If every divergent curve has unbounded lenght then the manifold is complete.

A divergent curve on a noncompact Riemannian manifold $M$ is a curve $\alpha:[0,\infty)\to M$ where given any compact $K\subset M$ we have there exists $t_{0}$ such that $\alpha(t) \notin K$ for $t>t_{0}$. Subsequently the length is defined in the usual sense for curves on a manifold:

$L(\alpha)=\int_{0}^{\infty} ||\alpha′(t)||dt$.

The problem is

Prove that a noncompact manifold is complete if and only if every divergent curve has unbounded (i.e. infinite) length.

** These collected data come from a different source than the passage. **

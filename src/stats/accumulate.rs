//! Per-segment reductions.
//!
//! A block is reduced to a [`Partial`] holding the running state of each
//! segment it touches. Partials are folded into an [`Accumulator`], which
//! finishes a segment as soon as every one of its pixels has been seen
//! (according to the segmentation's pixel-count histogram), writes its row
//! and drops its state. Only segments straddling the blocks read so far are
//! held in memory.

use crate::callbacks::{SpatialPixel, SpatialStatFn};
use crate::error::{Result, StitchError};
use crate::state::{ColumnSpec, ColumnType, StatKind, StatSelection};
use crate::stats::{BlockData, OutputColumn};
use std::collections::hash_map::Entry;
use std::collections::{HashMap, HashSet};
use std::sync::Arc;

/// Segment id of pixels outside every segment.
const NULL_SEGMENT: u64 = 0;

/// A per-segment statistic built up pixel by pixel.
pub(crate) trait Reduction: Send + Sync + 'static {
    /// Running state of one segment.
    type State: Send + 'static;

    fn new_state(&self) -> Self::State;

    /// Add one valid pixel at full-raster (x, y).
    fn add(&self, state: &mut Self::State, x: i64, y: i64, value: f64);

    fn combine(&self, state: &mut Self::State, other: Self::State);

    /// Row of a finished segment, one value per column.
    fn finish(&self, id: u64, state: Self::State) -> Result<Vec<f64>>;

    fn columns(&self) -> &[ColumnSpec];
}

struct Tracked<S> {
    /// Pixels of the segment seen, no-data included
    seen: u64,
    /// Pixels added to `state`
    counted: u64,
    state: S,
}

/// Per-segment state of one block, or of several merged blocks.
pub(crate) struct Partial<S> {
    segments: HashMap<u64, Tracked<S>>,
}

impl<S: Send + 'static> Partial<S> {
    pub fn from_block<R: Reduction<State = S>>(reduction: &R, block: &BlockData) -> Self {
        let mut segments: HashMap<u64, Tracked<S>> = HashMap::new();
        for (i, (&id, &value)) in block.segments.iter().zip(&block.values).enumerate() {
            if id == NULL_SEGMENT {
                continue;
            }
            let tracked = segments.entry(id).or_insert_with(|| Tracked {
                seen: 0,
                counted: 0,
                state: reduction.new_state(),
            });
            tracked.seen += 1;
            if block.is_nodata(value) {
                continue;
            }
            let (x, y) = block.coords(i);
            reduction.add(&mut tracked.state, x, y, value);
            tracked.counted += 1;
        }
        Self { segments }
    }
}

/// Folds partials into result columns.
pub(crate) struct Accumulator<R: Reduction> {
    reduction: Arc<R>,
    /// Pixels per segment id; without it segments finish at the end
    expected: Option<Arc<Vec<u64>>>,
    open: HashMap<u64, Tracked<R::State>>,
    finished: HashSet<u64>,
    columns: Vec<OutputColumn>,
    written: usize,
    peak_open: usize,
}

impl<R: Reduction> Accumulator<R> {
    pub fn new(reduction: Arc<R>, expected: Option<Vec<u64>>) -> Self {
        let columns = reduction
            .columns()
            .iter()
            .map(|spec| OutputColumn {
                name: spec.name.clone(),
                kind: spec.kind,
                values: Vec::new(),
            })
            .collect();
        Self {
            reduction,
            expected: expected.map(Arc::new),
            open: HashMap::new(),
            finished: HashSet::new(),
            columns,
            written: 0,
            peak_open: 0,
        }
    }

    pub fn reduction(&self) -> Arc<R> {
        Arc::clone(&self.reduction)
    }

    pub fn merge(&mut self, partial: Partial<R::State>) -> Result<()> {
        let expected = self.expected.clone();
        for (id, tracked) in partial.segments {
            if self.finished.contains(&id) {
                return Err(StitchError::stats(format!(
                    "segment {} has more pixels than its histogram count",
                    id
                )));
            }
            let seen = match self.open.entry(id) {
                Entry::Occupied(mut entry) => {
                    let open = entry.get_mut();
                    open.seen += tracked.seen;
                    open.counted += tracked.counted;
                    self.reduction.combine(&mut open.state, tracked.state);
                    open.seen
                }
                Entry::Vacant(entry) => entry.insert(tracked).seen,
            };

            let complete = expected
                .as_deref()
                .and_then(|counts| counts.get(id as usize))
                .is_some_and(|&count| seen >= count);
            if complete {
                if let Some(done) = self.open.remove(&id) {
                    self.finish(id, done)?;
                }
            }
        }
        self.peak_open = self.peak_open.max(self.open.len());
        Ok(())
    }

    fn finish(&mut self, id: u64, tracked: Tracked<R::State>) -> Result<()> {
        self.finished.insert(id);
        // every pixel was no-data
        if tracked.counted == 0 {
            return Ok(());
        }
        let values = self.reduction.finish(id, tracked.state)?;
        if values.len() != self.columns.len() {
            return Err(StitchError::stats(format!(
                "statistic returned {} values for segment {}, expected {}",
                values.len(),
                id,
                self.columns.len()
            )));
        }
        let row = usize::try_from(id)
            .map_err(|_| StitchError::stats(format!("segment id {} out of range", id)))?;
        for (column, value) in self.columns.iter_mut().zip(values) {
            if column.values.len() <= row {
                column.values.resize(row + 1, 0.0);
            }
            column.values[row] = value;
        }
        self.written += 1;
        Ok(())
    }

    /// Segments still waiting for pixels.
    pub fn open_segments(&self) -> usize {
        self.open.len()
    }

    pub fn peak_open(&self) -> usize {
        self.peak_open
    }

    /// Finish the remaining segments. Returns the columns, indexed by segment
    /// id up to the largest id written, and the number of segments written.
    pub fn finish_all(mut self) -> Result<(Vec<OutputColumn>, usize)> {
        if self.expected.is_some() && !self.open.is_empty() {
            tracing::warn!(
                "{} segments have fewer pixels than their histogram count",
                self.open.len()
            );
        }
        let mut remaining: Vec<_> = std::mem::take(&mut self.open).into_iter().collect();
        remaining.sort_by_key(|(id, _)| *id);
        for (id, tracked) in remaining {
            self.finish(id, tracked)?;
        }

        Ok((self.columns, self.written))
    }
}

/// Running statistics of one segment.
#[derive(Debug, Clone)]
pub(crate) struct SegmentStats {
    count: u64,
    sum: f64,
    sum_sq: f64,
    min: f64,
    max: f64,
    values: Vec<f64>,
}

impl SegmentStats {
    fn new() -> Self {
        Self {
            count: 0,
            sum: 0.0,
            sum_sq: 0.0,
            min: f64::INFINITY,
            max: f64::NEG_INFINITY,
            values: Vec::new(),
        }
    }

    fn add(&mut self, value: f64, keep_value: bool) {
        self.count += 1;
        self.sum += value;
        self.sum_sq += value * value;
        self.min = self.min.min(value);
        self.max = self.max.max(value);
        if keep_value {
            self.values.push(value);
        }
    }

    fn merge(&mut self, other: SegmentStats) {
        self.count += other.count;
        self.sum += other.sum;
        self.sum_sq += other.sum_sq;
        self.min = self.min.min(other.min);
        self.max = self.max.max(other.max);
        self.values.extend(other.values);
    }

    /// `sorted` must hold this segment's values in ascending order if `kind`
    /// needs values.
    fn value(&self, kind: StatKind, sorted: &[f64]) -> f64 {
        let n = self.count as f64;
        match kind {
            StatKind::Min => self.min,
            StatKind::Max => self.max,
            StatKind::Mean => self.sum / n,
            StatKind::Stddev => {
                let mean = self.sum / n;
                (self.sum_sq / n - mean * mean).max(0.0).sqrt()
            }
            StatKind::PixCount => n,
            StatKind::Median => percentile(sorted, 50.0),
            StatKind::Percentile(p) => percentile(sorted, p),
            StatKind::Mode => mode(sorted),
        }
    }
}

/// Nearest-rank percentile of ascending `sorted`.
fn percentile(sorted: &[f64], p: f64) -> f64 {
    if sorted.is_empty() {
        return 0.0;
    }
    let rank = (p / 100.0 * sorted.len() as f64).ceil() as usize;
    sorted[rank.clamp(1, sorted.len()) - 1]
}

/// Most frequent value of ascending `sorted`; the smallest wins ties.
fn mode(sorted: &[f64]) -> f64 {
    let mut best = (0.0, 0usize);
    let mut i = 0;
    while i < sorted.len() {
        let run = sorted[i..].iter().take_while(|&&v| v == sorted[i]).count();
        if run > best.1 {
            best = (sorted[i], run);
        }
        i += run;
    }
    best.0
}

/// Aggregate statistics, one column per selection entry.
pub(crate) struct AggregateReduction {
    selection: Vec<StatSelection>,
    columns: Vec<ColumnSpec>,
    keep_values: bool,
}

impl AggregateReduction {
    pub fn new(selection: &[StatSelection]) -> Self {
        Self {
            selection: selection.to_vec(),
            columns: selection
                .iter()
                .map(|s| ColumnSpec {
                    name: s.column.clone(),
                    kind: column_type(s.kind),
                })
                .collect(),
            keep_values: selection.iter().any(|s| s.kind.needs_values()),
        }
    }
}

fn column_type(kind: StatKind) -> ColumnType {
    match kind {
        StatKind::PixCount => ColumnType::Integer,
        _ => ColumnType::Real,
    }
}

impl Reduction for AggregateReduction {
    type State = SegmentStats;

    fn new_state(&self) -> SegmentStats {
        SegmentStats::new()
    }

    fn add(&self, state: &mut SegmentStats, _x: i64, _y: i64, value: f64) {
        state.add(value, self.keep_values);
    }

    fn combine(&self, state: &mut SegmentStats, other: SegmentStats) {
        state.merge(other);
    }

    fn finish(&self, _id: u64, mut state: SegmentStats) -> Result<Vec<f64>> {
        state.values.sort_by(f64::total_cmp);
        Ok(self
            .selection
            .iter()
            .map(|s| state.value(s.kind, &state.values))
            .collect())
    }

    fn columns(&self) -> &[ColumnSpec] {
        &self.columns
    }
}

/// A spatial statistic callback applied to each segment's pixels.
pub(crate) struct SpatialReduction {
    columns: Vec<ColumnSpec>,
    func: SpatialStatFn,
    param: serde_json::Value,
}

impl SpatialReduction {
    pub fn new(columns: Vec<ColumnSpec>, func: SpatialStatFn, param: serde_json::Value) -> Self {
        Self {
            columns,
            func,
            param,
        }
    }
}

impl Reduction for SpatialReduction {
    type State = Vec<SpatialPixel>;

    fn new_state(&self) -> Vec<SpatialPixel> {
        Vec::new()
    }

    fn add(&self, state: &mut Vec<SpatialPixel>, x: i64, y: i64, value: f64) {
        state.push(SpatialPixel { x, y, value });
    }

    fn combine(&self, state: &mut Vec<SpatialPixel>, other: Vec<SpatialPixel>) {
        state.extend(other);
    }

    fn finish(&self, _id: u64, mut pixels: Vec<SpatialPixel>) -> Result<Vec<f64>> {
        // blocks arrive in any order
        pixels.sort_by_key(|p| (p.y, p.x));
        (self.func)(&pixels, &self.param)
    }

    fn columns(&self) -> &[ColumnSpec] {
        &self.columns
    }
}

I proved that if M is Complete ⟹ Every divergent curve has unbounded length. But i don't know how i prove the reciprocal.

Thanks

Every divergent curve has unbounded length $\implies$ Completeness:

Suppose the manifold was not complete. Then, there exists a geodesic $\gamma:[0,T) \to M$ which cannot be extended further than $T$. It is clear that this curve has bounded length (specifically, $k.T$ for some constant $k$). However, $\gamma$ is divergent. This is a standard result of maximal solutions of ODEs, but we can make a particular simple proof here: Suppose it was not divergent. Then it is contained in some compact set. Consider the sequence $\gamma(t_n)$, with $t_n \to T$. It has a convergent subsequence $\gamma(t_{n_i})\to p$. Consider this point $p$, and a strongly normal neighbourhood chart domain(*) around it. Now, take a point $\gamma(\xi)$ ($\xi$ sufficiently close to $T$) such that it is in this chart. Since $\gamma(t_{n_i}) \to p$, the line segment (in the local chart on $T_{\gamma(\xi)}M$) emanating from $\gamma(\xi)$ must pass through $p$. By passing a little more through $p$ with the segment (which is possible because we are in an open set), we would be able to extend the geodesic, which is a contradiction.

(*) Strongly normal in the sense that it is a normal neighbourhood of each one of its points.

Completeness $\implies$ Every divergent curve has unbounded length:

Note that if the manifold is complete, Hopf-Rinow holds. Therefore, the closed ball of radius $N$ ($N$ a natural number) is compact. Your hypothesis says that the curve must leave this ball. Note that this holds for any $N$. What does this imply?

By definition of the metric on a Riemannian manifold, this implies that, for a divergent curve $\alpha$, the $t_0$ given by the definition of divergence (when considering the compact being the closed ball of radius $N$) is such that the length of $\alpha|_{[0,t_0]}$ is greater than $N$. Therefore, $$\int_0^{\infty} \Vert \alpha '\Vert \geq \int_0^{t_0} \Vert \alpha '\Vert \geq N .$$

I'd like to give a slightly more direct and generalizable proof that every divergent curve having unbounded length implies completeness.

Let $$\gamma:[0,T) \to M$$ ($$T \leq \infty$$) be a continuously (equivalent to smoothly) inextendible geodesic; we wish to show that $$\gamma$$ has infinite length. If $$\gamma$$ is divergent, we are done by hypothesis. Otherwise, the end of $$\gamma$$ is contained in a compact set. Thus there exists a sequence $$(t_n) \subset [0,T)$$ satisfying $$t_n \to T$$ with $$(\gamma(t_n))$$ convergent to some point $$p \in M$$. Since $$\gamma$$ is inextendible, there must exist another such sequence $$(s_n)$$ with $$(\gamma(s_n))$$ convergent to another point $$q \in M, q \neq p$$. Passing to subsequences, we may assume $$t_n \leq s_n \leq t_{n+1}$$. Choosing $$\epsilon = \frac{d(p,q)}{3}$$, for sufficiently large $$n$$ we have $$\gamma(t_n) \in B_\epsilon(p)$$, $$\gamma(s_n) \in B_\epsilon(q)$$, so that the triangle inequality gives $$L(\gamma|_{[t_n,s_n]}) \geq d(\gamma(t_n),\gamma(s_n)) \geq d(p,q)-d(p,\gamma(t_n)) - d(q,\gamma(s_n)) \geq 3 \epsilon - \epsilon - \epsilon = \epsilon$$ So that $$L(\gamma) \geq \sum_n L(\gamma|_{[t_n,s_n]})$$, which diverges, as desired.

Note this proof in fact shows more generally that every continuously inextendible curve (not necessarily a geodesic) of finite length in a length space is divergent. By constructing a path of finite length through (a subsequence of) a Cauchy sequence, one can show your condition implies completeness in the case of a length space. Hopf-Rinow partially generalizes to length spaces as well, and it says that a complete and locally compact length space has the property that closed and bounded sets are compact, giving that such a space has no divergent curves of finite length.